Material for this exercise:

//! Expense data providers
//!
//! A session's records come from an [`ExpenseProvider`]. The dashboard uses
//! the random [`MockExpenseProvider`]; tests seed sessions from a
//! [`FixtureProvider`] so results are deterministic.

use async_trait::async_trait;
use std::collections::HashSet;
use std::sync::Arc;

pub mod error;
pub mod fixture;
pub mod mock;
pub mod types;

pub use error::ProviderError;
pub use fixture::FixtureProvider;
pub use mock::{MockExpenseProvider, MockOptions};
pub use types::{ExpenseRecord, ExpenseStatus};

/// Provider reference type
pub type ProviderRef = Arc<dyn ExpenseProvider>;

/// Source of the records a new manager session starts with
#[async_trait]
pub trait ExpenseProvider: Send + Sync {
    /// Produce a fresh collection of expense records
    async fn fetch(&self) -> Result<Vec<ExpenseRecord>, ProviderError>;

    /// Provider name for logging
    fn name(&self) -> &str;
}

/// Check the collection-level invariants: unique ids and non-negative amounts
pub fn validate_records(records: &[ExpenseRecord]) -> Result<(), ProviderError> {
    let mut seen = HashSet::with_capacity(records.len());
    for record in records {
        if !seen.insert(record.id.as_str()) {
            return Err(ProviderError::DuplicateId { id: record.id.clone() });
        }
        if record.amount.is_sign_negative() && !record.amount.is_zero() {
            return Err(ProviderError::InvalidRecord {
                id: record.id.clone(),
                message: format!("amount must not be negative, got {}", record.amount),
            });
        }
    }
    Ok(())
}

#[cfg(test)]
mod tests {
    use super::*;
    use rust_decimal::Decimal;

    #[test]
    fn test_validate_records_duplicate() {
        let a = FixtureProvider::record("EXP-1", "John Smith", ExpenseStatus::Pending);
        let b = FixtureProvider::record("EXP-1", "Sarah Johnson", ExpenseStatus::Approved);
        let err = validate_records(&[a, b]).unwrap_err();
        assert!(matches!(err, ProviderError::DuplicateId { ref id } if id == "EXP-1"));
    }

    #[test]
    fn test_validate_records_negative_amount() {
        let mut a = FixtureProvider::record("EXP-1", "John Smith", ExpenseStatus::Pending);
        a.amount = Decimal::new(-100, 2);
        assert!(matches!(validate_records(&[a]), Err(ProviderError::InvalidRecord { .. })));
    }

    #[tokio::test]
    async fn test_provider_trait_object() {
        let provider: ProviderRef = Arc::new(FixtureProvider::new(vec![
            FixtureProvider::record("EXP-1", "John Smith", ExpenseStatus::Pending),
        ]));
        let records = provider.fetch().await.unwrap();
        assert_eq!(records.len(), 1);
        assert_eq!(provider.name(), "fixture");
    }
}
//! Expenses page rendering
//!
//! Endpoints:
//! - page_expenses: Manager's view with search box and the table
//!
//! Helper functions:
//! - render_table: Count line, table rows and pagination
//! - render_dialog: Approve/reject confirmation dialog
//! - render_inline_error: Error shown in place of the dialog
//! - decision_poller: Out-of-band element that fetches toasts later

use crate::{login_redirect, page_response, AppState};
use axum::response::{Html, IntoResponse, Response};
use spendweb_core::{Decision, ExpenseRecord, ExpenseStatus, Page, View};
use spendweb_utils::{escape_html, format_amount, format_number};

/// Expenses page - Table with search and pagination controls
pub async fn page_expenses(
    state: axum::extract::State<AppState>,
    headers: axum::http::HeaderMap,
) -> Response {
    let Some(handle) = state.current_session(&headers).await else {
        return login_redirect(&headers);
    };
    let mut session = handle.write().await;
    session.set_view(View::Expenses);

    let pending = session.summary().pending;
    let page = session.current_page();
    let inner_content = format!(
        r#"<div class='space-y-4'>
    <div>
        <h2 class='text-2xl font-bold'>Manager's View</h2>
        <p class='text-gray-500'>Review and approve expense requests from your team members</p>
    </div>
    <div class='bg-white rounded-xl shadow-sm p-6 space-y-4'>
        <h3 class='text-lg font-semibold text-center'>Approvals to review</h3>
        <input type='search' name='q' value='{}' placeholder='Search expenses...'
            hx-get='/expenses/list' hx-target='#expenses-table' hx-trigger='input changed, search'
            class='px-4 py-2 border rounded-lg w-full max-w-sm'>
        <div id='expenses-table'>{}</div>
    </div>
</div>"#,
        escape_html(&page.query),
        render_table(&page, pending)
    );

    Html(page_response(&headers, "Team Expenses", &session, &inner_content)).into_response()
}

fn status_badge(status: ExpenseStatus) -> String {
    let color = match status {
        ExpenseStatus::Pending => "bg-yellow-500",
        ExpenseStatus::Approved => "bg-green-600",
        ExpenseStatus::Rejected => "bg-red-600",
    };
    format!(
        "<span class='px-2 py-1 rounded-full text-xs text-white {}'>{}</span>",
        color,
        status.label()
    )
}

/// `CURRENCY 1,234.50`
pub fn display_amount(record: &ExpenseRecord) -> String {
    format!("{} {}", escape_html(&record.currency), format_amount(record.amount))
}

fn render_row(record: &ExpenseRecord) -> String {
    let mut tooltip = format!(
        "Description: {}\nDate: {}",
        record.description,
        record.display_date()
    );
    if record.has_comments() {
        tooltip.push_str(&format!("\nApproval Comments: {}", record.approval_comments));
    }

    let id = urlencoding::encode(&record.id);
    let actions = if record.is_pending() {
        format!(
            r#"<div class='flex justify-end gap-2'>
                <button hx-get='/expenses/{id}/approve' hx-target='#modal' class='px-3 py-1 text-sm bg-green-600 text-white rounded-lg hover:bg-green-700'>Approve</button>
                <button hx-get='/expenses/{id}/reject' hx-target='#modal' class='px-3 py-1 text-sm bg-red-600 text-white rounded-lg hover:bg-red-700'>Reject</button>
            </div>"#,
            id = id
        )
    } else {
        "<span class='text-gray-400'>-</span>".to_string()
    };

    format!(
        r#"<tr class='border-t' data-id='{}'>
        <td class='px-4 py-3 max-w-xs'>
            <div class='flex items-center gap-2'>
                <div><div>{}</div><div class='text-sm text-gray-500'>{}</div></div>
                <span class='cursor-help text-gray-400' title='{}'>ⓘ</span>
            </div>
        </td>
        <td class='px-4 py-3'>{}</td>
        <td class='px-4 py-3'>{}</td>
        <td class='px-4 py-3 whitespace-nowrap'>{}</td>
        <td class='px-4 py-3'>{}</td>
        <td class='px-4 py-3 text-right'>{}</td>
    </tr>"#,
        escape_html(&record.id),
        escape_html(&record.approval_subject),
        escape_html(&record.id),
        escape_html(&tooltip),
        escape_html(&record.employee_name),
        escape_html(&record.category),
        display_amount(record),
        status_badge(record.status),
        actions
    )
}

fn render_pagination(page: &Page<'_>) -> String {
    if !page.shows_pagination() {
        return String::new();
    }

    let query = urlencoding::encode(&page.query);
    let link = |target: usize, label: &str, enabled: bool, active: bool| {
        if !enabled {
            return format!(
                "<span class='px-3 py-1 rounded-lg text-gray-400 opacity-50 pointer-events-none'>{}</span>",
                label
            );
        }
        let class = if active { "bg-indigo-600 text-white" } else { "hover:bg-gray-100" };
        format!(
            "<button hx-get='/expenses/list?q={}&page={}' hx-target='#expenses-table' class='px-3 py-1 rounded-lg {}'>{}</button>",
            query, target, class, label
        )
    };

    let mut html = String::from("<nav class='flex justify-center gap-1 mt-4' aria-label='Pagination'>");
    html.push_str(&link(page.page.saturating_sub(1), "Previous", page.has_previous, false));
    for n in page.page_numbers() {
        html.push_str(&link(n, &n.to_string(), true, n == page.page));
    }
    html.push_str(&link(page.page + 1, "Next", page.has_next, false));
    html.push_str("</nav>");
    html
}

/// Table fragment swapped into `#expenses-table`
pub fn render_table(page: &Page<'_>, pending: usize) -> String {
    let pending_html = if pending > 0 {
        format!("<span class='ml-2 text-yellow-600'>• {} pending</span>", format_number(pending))
    } else {
        String::new()
    };

    let rows = if page.rows.is_empty() {
        "<tr><td colspan='6' class='text-center py-8 text-gray-500'>No expenses found</td></tr>".to_string()
    } else {
        page.rows.iter().map(|record| render_row(record)).collect::<String>()
    };

    format!(
        r#"<div class='text-gray-500 mb-2'>Showing {} of {} records{}</div>
<div class='border rounded-lg overflow-x-auto'>
    <table class='w-full text-left'>
        <thead class='bg-gray-50 text-sm text-gray-600'>
            <tr>
                <th class='px-4 py-2'>Approval Subject</th>
                <th class='px-4 py-2'>Request Owner</th>
                <th class='px-4 py-2'>Category</th>
                <th class='px-4 py-2'>Total Amount</th>
                <th class='px-4 py-2'>Request Status</th>
                <th class='px-4 py-2 text-center'>Actions</th>
            </tr>
        </thead>
        <tbody>{}</tbody>
    </table>
</div>
{}"#,
        format_number(page.filtered_count),
        format_number(page.total_count),
        pending_html,
        rows,
        render_pagination(page)
    )
}

/// Confirmation dialog for `decision` on `record`
pub fn render_dialog(record: &ExpenseRecord, decision: Decision) -> String {
    let subject = if record.approval_subject.is_empty() {
        String::new()
    } else {
        format!(
            "<div class='mb-2'><span class='font-medium'>{}</span></div>",
            escape_html(&record.approval_subject)
        )
    };
    let confirm_class = match decision {
        Decision::Approve => "bg-indigo-600 hover:bg-indigo-700",
        Decision::Reject => "bg-red-600 hover:bg-red-700",
    };

    format!(
        r#"<div class='fixed inset-0 bg-black bg-opacity-50 z-50 flex items-center justify-center' role='dialog'>
    <div class='bg-white rounded-xl shadow-2xl w-full max-w-lg p-6'>
        <h2 class='text-xl font-bold'>{} Expense</h2>
        <div class='text-gray-600 mt-2'>
            {}
            {} expense for <span class='font-medium'>{}</span> - {}
        </div>
        <form hx-post='/expenses/decision/confirm' hx-target='#modal' class='mt-4 space-y-4'>
            <div class='space-y-2'>
                <label for='comment' class='block text-sm font-medium'>Comments (Optional)</label>
                <textarea id='comment' name='comment' rows='4' placeholder='Add any comments about this decision...'
                    class='w-full px-3 py-2 border rounded-lg'></textarea>
            </div>
            <div class='flex justify-end gap-2'>
                <button type='button' hx-post='/expenses/decision/cancel' hx-target='#modal' class='px-4 py-2 border rounded-lg hover:bg-gray-50'>Cancel</button>
                <button type='submit' class='px-4 py-2 text-white rounded-lg {}'>Confirm {}</button>
            </div>
        </form>
    </div>
</div>"#,
        decision.title(),
        subject,
        decision.progressive(),
        escape_html(&record.employee_name),
        display_amount(record),
        confirm_class,
        decision.noun()
    )
}

/// Error shown in the dialog slot
pub fn render_inline_error(message: &str) -> String {
    format!(
        r#"<div class='fixed inset-0 bg-black bg-opacity-50 z-50 flex items-center justify-center' role='alertdialog'>
    <div class='bg-white rounded-xl shadow-2xl w-full max-w-md p-6'>
        <p class='text-red-600' role='alert'>{}</p>
        <div class='flex justify-end mt-4'>
            <button hx-post='/expenses/decision/cancel' hx-target='#modal' class='px-4 py-2 border rounded-lg hover:bg-gray-50'>Close</button>
        </div>
    </div>
</div>"#,
        escape_html(message)
    )
}

/// Replaces `#decision-poller`. With a delay it fetches toasts once the
/// delay has passed; without one it goes idle.
pub fn decision_poller(delay_ms: Option<u128>) -> String {
    match delay_ms {
        Some(ms) => format!(
            "<div id='decision-poller' hx-swap-oob='true' hx-get='/notifications?refresh=1' hx-trigger='load delay:{}ms' hx-target='#toasts' hx-swap='beforeend'></div>",
            ms
        ),
        None => "<div id='decision-poller' hx-swap-oob='true'></div>".to_string(),
    }
}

What you should do:
Wherever "full" turns up in the records, copy the whole line.

Task output:
            class='px-4 py-2 border rounded-lg w-full max-w-sm'>
        "<span class='px-2 py-1 rounded-full text-xs text-white {}'>{}</span>",
    <table class='w-full text-left'>
    <div class='bg-white rounded-xl shadow-2xl w-full max-w-lg p-6'>
                    class='w-full px-3 py-2 border rounded-lg'></textarea>
    <div class='bg-white rounded-xl shadow-2xl w-full max-w-md p-6'>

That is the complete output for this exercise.